Pero convertir la prisión en su banco de sangre particular parecía atentar contra la habitual elegancia de Malvern. La vampira, que solía planificar todas sus acciones con mucha antelación, debía de saber que tan sólo iba a poder pasar un tiempo limitado dentro de la cárcel. Antes o después, alguien en el exterior iba a preguntarse por qué ninguno de los funcionarios del centro se había marchado a su casa con su familia. O a lo mejor un bus cargado de nuevas prisioneras se plantaría ante la puerta y no habría nadie que pudiera salir a recibirlas. De una forma u otra, las autoridades terminarían sitiando el centro, y Malvern iba a tener que recurrir a la fuerza para salir de allí. Y por duro que fuera un vampiro, bastaba con un número suficiente de policías con fusiles de asalto para acabar con él. Malvern no podía desear un enfrentamiento.

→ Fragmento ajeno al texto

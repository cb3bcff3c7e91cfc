use serde_json::{Value as Json, json};
use std::sync::Arc;
use tokio::sync::Mutex;
use uuid::Uuid;

use crate::core::{DataType, PlatformError, Result, Value};
use crate::events::{Event, EventBus, EventKind};
use crate::expression::{Expr, evaluate_bool};
use crate::rules::RuleEngine;
use crate::schema::{Descriptor, PinnedGeneration, Record, SchemaGeneration};
use crate::storage::InMemoryStorage;
use crate::transaction::{Change, Savepoint, UnitOfWork};

/// Position a session can roll back to: undo log plus pending events.
#[derive(Debug, Clone, Copy, PartialEq, Eq)]
pub struct SessionSavepoint {
    unit: Savepoint,
    events: usize,
}

/// Generic CRUD bound to one pinned schema generation.
///
/// Writes apply immediately and are recorded in the session's unit of work.
/// Lifecycle events are held back until [`DataSession::finish`], which
/// releases the generation pin before publishing, so event handlers may
/// open sessions of their own.
pub struct DataSession {
    pin: PinnedGeneration,
    storage: Arc<InMemoryStorage>,
    rules: Arc<RuleEngine>,
    bus: Arc<EventBus>,
    unit: Mutex<UnitOfWork>,
    events: Mutex<Vec<Event>>,
}

impl DataSession {
    pub(crate) fn new(
        pin: PinnedGeneration,
        storage: Arc<InMemoryStorage>,
        rules: Arc<RuleEngine>,
        bus: Arc<EventBus>,
    ) -> Self {
        Self {
            pin,
            storage,
            rules,
            bus,
            unit: Mutex::new(UnitOfWork::new()),
            events: Mutex::new(Vec::new()),
        }
    }

    pub fn generation(&self) -> &Arc<SchemaGeneration> {
        &self.pin.generation
    }

    pub fn descriptor(&self, model: &str) -> Result<Arc<Descriptor>> {
        self.pin.generation.descriptor(model)
    }

    pub async fn get_all(&self, model: &str) -> Result<Vec<Record>> {
        let descriptor = self.descriptor(model)?;
        let rows = self.storage.scan(&descriptor.model_name).await?;
        Ok(rows.iter().map(|row| descriptor.to_record(row)).collect())
    }

    /// `Ok(None)` when no record has that key.
    pub async fn get_by_id(&self, model: &str, key: &Json) -> Result<Option<Record>> {
        let descriptor = self.descriptor(model)?;
        let key = descriptor.coerce_key(key)?;
        Ok(self
            .storage
            .find_by_key(&descriptor.model_name, &key)
            .await?
            .map(|(_, row)| descriptor.to_record(&row)))
    }

    /// Records matching `filter`, in storage order, at most `limit` of them.
    pub async fn query(
        &self,
        model: &str,
        filter: Option<&Expr>,
        limit: Option<usize>,
    ) -> Result<Vec<Record>> {
        let records = self.get_all(model).await?;
        let mut matched = Vec::new();
        for record in records {
            if limit.is_some_and(|max| matched.len() >= max) {
                break;
            }
            let keep = match filter {
                Some(expr) => evaluate_bool(expr, &Json::Object(record.clone()))?,
                None => true,
            };
            if keep {
                matched.push(record);
            }
        }
        Ok(matched)
    }

    /// Inserts a record, generating integer (max + 1) and guid keys when absent.
    pub async fn add(&self, model: &str, record: Record) -> Result<Record> {
        let descriptor = self.descriptor(model)?;
        let rule = format!("{}.Create", descriptor.model_name);
        self.rules.validate(&rule, &Json::Object(record.clone())).await?;

        let key_field = descriptor.key_field().clone();
        let supplied_key = descriptor.key_in(&record).is_some();
        let (row_id, row) = self
            .storage
            .insert_with(&descriptor.model_name, |table| {
                let mut record = record;
                if !supplied_key {
                    if let Some((_, max)) = key_field.property_type.integer_range() {
                        let next = table.max_integer_key().unwrap_or(0).saturating_add(1);
                        if next > max {
                            return Err(PlatformError::InvalidKey {
                                model: descriptor.model_name.clone(),
                                message: format!(
                                    "key space of '{}' ({}) is exhausted",
                                    key_field.name, key_field.property_type
                                ),
                            });
                        }
                        record.insert(key_field.name.clone(), json!(next));
                    } else if key_field.data_type == DataType::Guid {
                        record.insert(key_field.name.clone(), json!(Uuid::new_v4().to_string()));
                    }
                }
                descriptor.to_row(&record, None)
            })
            .await?;

        self.unit.lock().await.record(Change::InsertRow {
            table: descriptor.model_name.clone(),
            row_id,
        })?;

        let stored = descriptor.to_record(&row);
        self.push_event(EventKind::EntityCreated, &descriptor, &row[descriptor.key_index], &stored)
            .await;
        Ok(stored)
    }

    /// Merges the supplied fields over the stored record with the same key.
    pub async fn update(&self, model: &str, record: Record) -> Result<Record> {
        let descriptor = self.descriptor(model)?;
        let raw_key = descriptor.key_in(&record).ok_or_else(|| PlatformError::InvalidKey {
            model: descriptor.model_name.clone(),
            message: format!("key '{}' is required for update", descriptor.key_field().name),
        })?;
        let key = descriptor.coerce_key(raw_key)?;

        let (row_id, old_row) = self
            .storage
            .find_by_key(&descriptor.model_name, &key)
            .await?
            .ok_or_else(|| not_found(&descriptor, &key))?;
        let new_row = descriptor.to_row(&record, Some(&old_row))?;
        let merged = descriptor.to_record(&new_row);

        let rule = format!("{}.Update", descriptor.model_name);
        self.rules.validate(&rule, &Json::Object(merged.clone())).await?;

        let old_row = self
            .storage
            .update_row(&descriptor.model_name, row_id, new_row)
            .await?;
        self.unit.lock().await.record(Change::UpdateRow {
            table: descriptor.model_name.clone(),
            row_id,
            old_row,
        })?;

        self.push_event(EventKind::EntityUpdated, &descriptor, &key, &merged)
            .await;
        Ok(merged)
    }

    /// `Ok(false)` when nothing had that key.
    pub async fn delete(&self, model: &str, key: &Json) -> Result<bool> {
        let descriptor = self.descriptor(model)?;
        let key = descriptor.coerce_key(key)?;
        let Some((row_id, row)) = self.storage.find_by_key(&descriptor.model_name, &key).await?
        else {
            return Ok(false);
        };
        let existing = descriptor.to_record(&row);

        let rule = format!("{}.Delete", descriptor.model_name);
        self.rules.validate(&rule, &Json::Object(existing.clone())).await?;

        let Some(old_row) = self.storage.delete_row(&descriptor.model_name, row_id).await? else {
            return Ok(false);
        };
        self.unit.lock().await.record(Change::DeleteRow {
            table: descriptor.model_name.clone(),
            row_id,
            old_row,
        })?;

        self.push_event(EventKind::EntityDeleted, &descriptor, &key, &existing)
            .await;
        Ok(true)
    }

    pub async fn savepoint(&self) -> SessionSavepoint {
        SessionSavepoint {
            unit: self.unit.lock().await.savepoint(),
            events: self.events.lock().await.len(),
        }
    }

    /// Undoes writes made after `savepoint` and drops their pending events.
    pub async fn rollback_to(&self, savepoint: SessionSavepoint) -> Result<usize> {
        let undone = self
            .unit
            .lock()
            .await
            .rollback_to(savepoint.unit, &self.storage)
            .await?;
        self.events.lock().await.truncate(savepoint.events);
        Ok(undone)
    }

    pub async fn pending_events(&self) -> usize {
        self.events.lock().await.len()
    }

    /// Commits, releases the generation pin, then publishes buffered events.
    ///
    /// Handler failures are logged; the writes stay committed.
    pub async fn finish(self) -> Result<usize> {
        let committed = self.unit.into_inner().commit()?;
        let events = self.events.into_inner();
        drop(self.pin);

        if !events.is_empty()
            && let Err(err) = self.bus.publish_all(&events).await
        {
            log::warn!("Lifecycle events published with failures: {}", err);
        }
        Ok(committed)
    }

    /// Undoes every write of the session; nothing is published.
    pub async fn rollback(self) -> Result<usize> {
        let undone = self.unit.into_inner().rollback(&self.storage).await?;
        log::debug!("Session rolled back {} change(s)", undone);
        Ok(undone)
    }

    async fn push_event(&self, kind: EventKind, descriptor: &Descriptor, key: &Value, record: &Record) {
        let event = Event::entity(
            kind,
            descriptor.model_name.clone(),
            key.to_json(),
            Json::Object(record.clone()),
        );
        self.events.lock().await.push(event);
    }
}

fn not_found(descriptor: &Descriptor, key: &Value) -> PlatformError {
    PlatformError::EntityNotFound {
        model: descriptor.model_name.clone(),
        key: key.to_string(),
    }
}

#[cfg(test)]
mod tests {
    use super::*;
    use crate::access::DataAccess;
    use crate::registry::{ModelDeclaration, ModelRegistry, PropertyDecl, PropertyType};
    use crate::schema::SchemaSynthesizer;

    async fn access() -> DataAccess {
        let bus = Arc::new(EventBus::new());
        let synthesizer = Arc::new(
            SchemaSynthesizer::new(
                Arc::new(ModelRegistry::in_memory()),
                Arc::new(InMemoryStorage::new()),
                bus.clone(),
                true,
            )
            .unwrap(),
        );
        synthesizer
            .regenerate(vec![
                ModelDeclaration::new("Note")
                    .with_property(PropertyDecl::new("NoteId", PropertyType::Int64).key())
                    .with_property(PropertyDecl::new("Text", PropertyType::String).required()),
            ])
            .await
            .unwrap();
        DataAccess::new(synthesizer, Arc::new(RuleEngine::new()), bus)
    }

    fn note(text: &str) -> Record {
        json!({ "Text": text }).as_object().cloned().unwrap()
    }

    #[tokio::test]
    async fn test_rollback_to_savepoint_drops_later_writes_and_events() {
        let access = access().await;
        let session = access.session().await;
        session.add("Note", note("kept")).await.unwrap();
        let savepoint = session.savepoint().await;
        session.add("Note", note("dropped")).await.unwrap();
        session.delete("Note", &json!(1)).await.unwrap();
        assert_eq!(session.pending_events().await, 3);

        assert_eq!(session.rollback_to(savepoint).await.unwrap(), 2);
        assert_eq!(session.pending_events().await, 1);
        let texts: Vec<Json> = session
            .get_all("Note")
            .await
            .unwrap()
            .into_iter()
            .map(|r| r["Text"].clone())
            .collect();
        assert_eq!(texts, vec![json!("kept")]);
        assert_eq!(session.finish().await.unwrap(), 1);
    }

    #[tokio::test]
    async fn test_rollback_undoes_the_whole_session() {
        let access = access().await;
        let session = access.session().await;
        session.add("Note", note("a")).await.unwrap();
        session
            .update("Note", json!({ "NoteId": 1, "Text": "b" }).as_object().cloned().unwrap())
            .await
            .unwrap();
        assert_eq!(session.rollback().await.unwrap(), 2);
        assert!(access.get_all("Note").await.unwrap().is_empty());
    }

    #[tokio::test]
    async fn test_query_applies_filter_before_limit() {
        let access = access().await;
        for text in ["alpha", "beta", "alphabet"] {
            access.add("Note", note(text)).await.unwrap();
        }
        let session = access.session().await;
        let filter = crate::expression::parse_expression("Text LIKE 'alpha%'").unwrap();
        let found = session.query("Note", Some(&filter), Some(1)).await.unwrap();
        assert_eq!(found.len(), 1);
        assert_eq!(found[0]["NoteId"], json!(1));
        session.finish().await.unwrap();
    }
}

La vampira actuaba a contrarreloj y, a pesar de ello, parecía no tener ninguna prisa. No en vano, acababa de concederle a Caxton casi un día entero para que considerara su oferta. Casi un día, cuya mitad la vampira iba a pasar dentro de su ataúd, incapaz de dirigir a sus siervos y de luchar por sus propios medios.

Aunque, desde luego, a Caxton no le estaba poniendo las cosas nada fáciles. La prisión estaba llena de engendros y, por lo menos, un ser humano. Y, entre todos, iban a impedir que Caxton causara demasiados estragos, sobre todo teniendo en cuenta que podían controlar todos sus movimientos y seguirle la pista a dondequiera que fuera mediante los cientos de videocámaras que controlaban los rincones de la prisión.

Caxton se levantó y cogió la cámara que había instalada en el techo de la garita de guardia. Tiró de ella, pero la cámara no cedió, ni siquiera cuando se colgó de ella con todo su peso. Caxton soltó un gruñido de frustración, se sacó el spray de pimienta del sujetador y roció el objetivo. Así, por lo menos, iba a impedir que la cámara pudiera enfocar, aunque eso supusiera que el ambiente cerrado de la garita se llenara de olor a comida picante, lo que hizo que a Caxton le rugieran las tripas.

Malditas cámaras. Nunca iba a poder cubrirlas todas de spray.

Aunque a lo mejor había algo que sí podía hacer.